Her look can be succinctly defined in only three words; weave, braless, spills. Not that any of those words are supposed to form full sentences or make any sense on their own, you understand. Let us elaborate. Britney has a magical weave that has been cursed by wizards to change colour more often than she changes her trailer trash outfits. The multitude of animals living in the matted nest atop her head can only be matched by the grease-guzzling hoards found roaming amongst Robert Pattinson‘s grease-soaked tendrils.
More disturbing is that Britney hasn’t worn a bra in, um, forever. That is unless her stage outfit requires her to wear little more than that – and some strategically-placed glitter – in place of a whole shirt. Her propensity to allow her nipples to swing low is only outdone by the fact that the sliver of material protecting them is covered in spills.

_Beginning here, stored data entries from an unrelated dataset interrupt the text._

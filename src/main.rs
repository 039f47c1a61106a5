use std::sync::atomic::Ordering;

use inbox_sentry::config::Config;
use inbox_sentry::cycle;
use inbox_sentry::mailbox::ImapSession;
use inbox_sentry::responder;

#[tokio::main]
async fn main() -> anyhow::Result<()> {
    dotenvy::dotenv().ok();

    // Install rustls crypto provider before any TLS usage
    rustls::crypto::ring::default_provider()
        .install_default()
        .expect("Failed to install rustls crypto provider");

    // Initialize tracing
    tracing_subscriber::fmt()
        .with_env_filter(
            tracing_subscriber::EnvFilter::try_from_default_env()
                .unwrap_or_else(|_| tracing_subscriber::EnvFilter::new("info")),
        )
        .with_target(false)
        .init();

    let config = match Config::from_env() {
        Ok(config) => config,
        Err(e) => {
            eprintln!("Error: {e}");
            eprintln!("  Set EMAIL_ADDRESS and EMAIL_PASSWORD (app password) in the");
            eprintln!("  environment or a .env file.");
            std::process::exit(1);
        }
    };

    eprintln!("📬 Inbox Sentry v{}", env!("CARGO_PKG_VERSION"));
    eprintln!("   Account: {}", config.address);
    eprintln!("   IMAP: {}:{}", config.imap_host, config.imap_port);
    eprintln!("   SMTP: {}:{}", config.smtp_host, config.smtp_port);
    eprintln!("   Keywords: {}", config.keywords.join(", "));
    eprintln!("   Poll interval: {}s\n", config.poll_interval_secs);

    // Verify both sessions before entering the schedule; a bad password
    // should fail the process, not every future cycle.
    if let Err(e) = verify_credentials(&config).await {
        eprintln!("Error: startup credential check failed: {e}");
        std::process::exit(1);
    }
    tracing::info!("Credential check passed");

    let (_poll_handle, shutdown) = cycle::spawn_poll_loop(config);

    tokio::signal::ctrl_c().await?;
    shutdown.store(true, Ordering::Relaxed);
    tracing::info!("Inbox Sentry stopped");

    Ok(())
}

/// Open and close an IMAP session and test the SMTP connection.
async fn verify_credentials(config: &Config) -> anyhow::Result<()> {
    let config = config.clone();
    tokio::task::spawn_blocking(move || -> anyhow::Result<()> {
        let session = ImapSession::connect(&config)?;
        session.logout();
        responder::verify_smtp(&config)?;
        Ok(())
    })
    .await?
}
//! Error types for Inbox Sentry.

/// Top-level error type.
#[derive(Debug, thiserror::Error)]
pub enum Error {
    #[error("Configuration error: {0}")]
    Config(#[from] ConfigError),

    #[error("Session error: {0}")]
    Session(#[from] SessionError),

    #[error("Mailbox protocol error: {0}")]
    Protocol(#[from] ProtocolError),

    #[error("Delivery error: {0}")]
    Delivery(#[from] DeliveryError),
}

/// Configuration-related errors. Fatal at startup.
#[derive(Debug, thiserror::Error)]
pub enum ConfigError {
    #[error("Missing required environment variable: {0}")]
    MissingEnvVar(String),

    #[error("Invalid configuration value for {key}: {message}")]
    InvalidValue { key: String, message: String },
}

/// Session establishment errors. Abort the current cycle only.
#[derive(Debug, thiserror::Error)]
pub enum SessionError {
    #[error("Authentication failed for {host}: {reason}")]
    Authentication { host: String, reason: String },

    #[error("Connection to {host} failed: {reason}")]
    Connection { host: String, reason: String },
}

/// Per-message mailbox operation errors. The affected message is skipped.
#[derive(Debug, thiserror::Error)]
pub enum ProtocolError {
    #[error("Server rejected {command}: {response}")]
    CommandRejected { command: String, response: String },

    #[error("Connection closed by server")]
    ConnectionClosed,

    #[error("IO error: {0}")]
    Io(#[from] std::io::Error),
}

/// Reply transmission errors. The message is still marked read.
#[derive(Debug, thiserror::Error)]
pub enum DeliveryError {
    #[error("Invalid address {address}: {reason}")]
    InvalidAddress { address: String, reason: String },

    #[error("Failed to build reply: {0}")]
    Build(String),

    #[error("SMTP transport failed: {0}")]
    Transport(String),
}

/// Result type alias for the responder.
pub type Result<T> = std::result::Result<T, Error>;
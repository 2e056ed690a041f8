//! Key slots persisted through a [`StorageBackend`].

use std::path::Path;
use std::sync::Arc;

use async_trait::async_trait;
use futures::stream::{self, StreamExt};
use tokio::sync::{watch, Mutex};
use tracing::{debug, info};
use zeroize::Zeroizing;

use vaultdb_crypto::DatabaseKey;
use vaultdb_storage::StorageBackend;
use vaultdb_storage_keyring::KeyringBackend;
use vaultdb_storage_sqlite::SqliteBackend;

use crate::error::KeyStoreError;
use crate::repository::{DatabaseKeyRepository, KeyStream};

/// Name of the durable store file inside the data directory.
pub const KEYSTORE_NAME: &str = "keystore";

/// Storage keys of the two slots.
mod keys {
    pub const ACTIVE: &str = "database_key";
    pub const BACKUP: &str = "database_key_backup";
}

#[derive(Debug, Clone, Copy, PartialEq, Eq)]
enum Slot {
    Active,
    Backup,
}

impl Slot {
    fn storage_key(self) -> &'static str {
        match self {
            Slot::Active => keys::ACTIVE,
            Slot::Backup => keys::BACKUP,
        }
    }
}

struct Inner<B> {
    backend: Arc<B>,
    active: watch::Sender<Option<DatabaseKey>>,
    backup: watch::Sender<Option<DatabaseKey>>,
    /// Serializes check-then-write sequences on the slots.
    write_lock: Mutex<()>,
}

/// The active/backup key slots of one installation.
///
/// Writes go to the backend first and are then published to every open
/// flow. Clones share the same slots.
pub struct KeyStore<B> {
    inner: Arc<Inner<B>>,
}

impl<B> Clone for KeyStore<B> {
    fn clone(&self) -> Self {
        Self {
            inner: Arc::clone(&self.inner),
        }
    }
}

impl KeyStore<SqliteBackend> {
    /// Opens the file key store kept in `data_dir`.
    ///
    /// Keys are held in clear in `keystore.db`. Meant for development and
    /// tests; installations should use [`KeyStore::open_keyring`].
    pub async fn open(data_dir: impl AsRef<Path>) -> Result<Self, KeyStoreError> {
        let backend = SqliteBackend::open(data_dir, KEYSTORE_NAME).await?;
        Self::new(backend).await
    }
}

impl KeyStore<KeyringBackend> {
    /// Opens the key slots filed under `service` in the OS keyring.
    pub async fn open_keyring(service: &str) -> Result<Self, KeyStoreError> {
        let backend = KeyringBackend::new(service)?;
        Self::new(backend).await
    }
}

impl<B: StorageBackend + 'static> KeyStore<B> {
    /// Creates a key store over `backend`, loading both slots.
    pub async fn new(backend: B) -> Result<Self, KeyStoreError> {
        let active = read_slot(&backend, Slot::Active).await?;
        let backup = read_slot(&backend, Slot::Backup).await?;

        debug!(
            has_key = active.is_some(),
            has_backup = backup.is_some(),
            "Key slots loaded"
        );

        Ok(Self {
            inner: Arc::new(Inner {
                backend: Arc::new(backend),
                active: watch::Sender::new(active),
                backup: watch::Sender::new(backup),
                write_lock: Mutex::new(()),
            }),
        })
    }

    /// The underlying storage backend.
    pub fn backend(&self) -> &B {
        &self.inner.backend
    }

    fn channel(&self, slot: Slot) -> &watch::Sender<Option<DatabaseKey>> {
        match slot {
            Slot::Active => &self.inner.active,
            Slot::Backup => &self.inner.backup,
        }
    }

    async fn write_slot(&self, slot: Slot, key: Option<&DatabaseKey>) -> Result<(), KeyStoreError> {
        match key {
            Some(key) => {
                self.inner
                    .backend
                    .put(slot.storage_key(), key.as_bytes())
                    .await?
            }
            None => self.inner.backend.delete(slot.storage_key()).await?,
        }
        self.channel(slot).send_replace(key.cloned());
        Ok(())
    }

    fn watch_slot(&self, slot: Slot) -> KeyStream {
        let backend = Arc::clone(&self.inner.backend);
        let rx = self.channel(slot).subscribe();

        stream::unfold(Cursor::Start(backend, rx), move |cursor| async move {
            match cursor {
                Cursor::Start(backend, mut rx) => {
                    let _ = rx.borrow_and_update();
                    match read_slot(backend.as_ref(), slot).await {
                        Ok(value) => Some((Ok(value), Cursor::Follow(rx))),
                        Err(e) => Some((Err(e), Cursor::Done)),
                    }
                }
                Cursor::Follow(mut rx) => {
                    rx.changed().await.ok()?;
                    let value = rx.borrow_and_update().clone();
                    Some((Ok(value), Cursor::Follow(rx)))
                }
                Cursor::Done => None,
            }
        })
        .boxed()
    }
}

enum Cursor<B> {
    Start(Arc<B>, watch::Receiver<Option<DatabaseKey>>),
    Follow(watch::Receiver<Option<DatabaseKey>>),
    Done,
}

async fn read_slot<B: StorageBackend + ?Sized>(
    backend: &B,
    slot: Slot,
) -> Result<Option<DatabaseKey>, KeyStoreError> {
    let Some(raw) = backend.get(slot.storage_key()).await? else {
        return Ok(None);
    };
    let raw = Zeroizing::new(raw);
    DatabaseKey::from_bytes(&raw)
        .map(Some)
        .map_err(|_| KeyStoreError::Corrupted(slot.storage_key().to_string()))
}

#[async_trait]
impl<B: StorageBackend + 'static> DatabaseKeyRepository for KeyStore<B> {
    fn key_flow(&self) -> KeyStream {
        self.watch_slot(Slot::Active)
    }

    async fn set_key(
        &self,
        key: &DatabaseKey,
        override_existing: bool,
    ) -> Result<(), KeyStoreError> {
        let _guard = self.inner.write_lock.lock().await;

        if !override_existing && self.inner.backend.exists(keys::ACTIVE).await? {
            return Err(KeyStoreError::KeyAlreadySet);
        }

        self.write_slot(Slot::Active, Some(key)).await?;
        info!(override_existing, "Database key installed");
        Ok(())
    }

    async fn remove_key(&self) -> Result<(), KeyStoreError> {
        let _guard = self.inner.write_lock.lock().await;
        self.write_slot(Slot::Active, None).await?;
        info!("Database key removed");
        Ok(())
    }

    fn backup_key_flow(&self) -> KeyStream {
        self.watch_slot(Slot::Backup)
    }

    async fn remove_backup_key(&self) -> Result<(), KeyStoreError> {
        let _guard = self.inner.write_lock.lock().await;
        self.write_slot(Slot::Backup, None).await?;
        debug!("Backup key removed");
        Ok(())
    }

    async fn copy_key_to_backup_key(&self) -> Result<(), KeyStoreError> {
        let _guard = self.inner.write_lock.lock().await;

        match read_slot(self.inner.backend.as_ref(), Slot::Active).await? {
            Some(key) => {
                self.write_slot(Slot::Backup, Some(&key)).await?;
                debug!("Database key copied to backup slot");
            }
            None => debug!("No database key to back up"),
        }
        Ok(())
    }
}
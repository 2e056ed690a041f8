//! Storage backend trait definition.

use async_trait::async_trait;

use crate::error::StorageError;

/// Key-value store holding opaque secret values.
///
/// Implementations stand in for platform secure storage (Keystore, Keychain,
/// Secret Service). Values are raw bytes; callers own their encoding.
#[async_trait]
pub trait StorageBackend: Send + Sync {
    /// Get a value by key.
    async fn get(&self, key: &str) -> Result<Option<Vec<u8>>, StorageError>;

    /// Put a value with a key, replacing any previous value.
    async fn put(&self, key: &str, value: &[u8]) -> Result<(), StorageError>;

    /// Delete a value by key. Deleting a missing key is not an error.
    async fn delete(&self, key: &str) -> Result<(), StorageError>;

    /// Check if a key exists.
    async fn exists(&self, key: &str) -> Result<bool, StorageError> {
        Ok(self.get(key).await?.is_some())
    }
}
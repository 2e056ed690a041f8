//! Migration states and progress events.

use crate::error::MigrationError;

/// Outcome of one `finish_migration_if_needed` run.
#[derive(Debug, Clone, Copy, PartialEq, Eq)]
pub enum MigrationState {
    /// Nothing was pending.
    Noop,
    /// A pending temp database is being validated and promoted.
    InProgress,
    /// The temp database replaced the live one and the active key was updated.
    Done,
    /// The pending migration was discarded; live database and keys are untouched.
    Canceled,
}

/// Event emitted on the progress stream.
#[derive(Debug)]
pub enum MigrationProgress {
    /// Work has started ([`MigrationState::InProgress`]).
    Loading,
    /// Terminal state reached.
    Success(MigrationState),
    /// The live database could not be brought back to a known state.
    Failure(MigrationError),
}

impl MigrationProgress {
    /// Whether this event ends the stream.
    pub fn is_terminal(&self) -> bool {
        !matches!(self, MigrationProgress::Loading)
    }

    /// The state carried by this event, if any.
    pub fn state(&self) -> Option<MigrationState> {
        match self {
            MigrationProgress::Loading => Some(MigrationState::InProgress),
            MigrationProgress::Success(state) => Some(*state),
            MigrationProgress::Failure(_) => None,
        }
    }
}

What’s that you say? “She’s a mother of two toddlers, so of course she has spills.” Ah, well, ok. Ever noticed that she spilled before she had children. Also, she never seemed to have her babies with her when she was covered in gunk? Let’s not blame her children’s presumably superior hand-eye coordination for this one.
Moving on. We are treated, for the first time, to Britney admitting she’s luke warm rather than the hotness she passed for last decade. In an interview chewed up and spat out by The Sun she says she doesn’t think she deserves to be held up as a sex symbol. We concur.
From The Sun:
“I don’t see myself [as sexy] at all. I don’t know why,” she said. “To me, someone who is sexy is someone with confidence, who carries themselves properly and is comfortable in their own skin. It’s very flattering but at the same time I think it’s sexier when you don’t try and you’re just yourself. We all like to feel sexy.” [She told Look magazine.]? “I always strive for things to be better. I think you can be happy with the person on the inside but on the outside you’re always striving for more. But that’s how you end up driving yourself crazy.”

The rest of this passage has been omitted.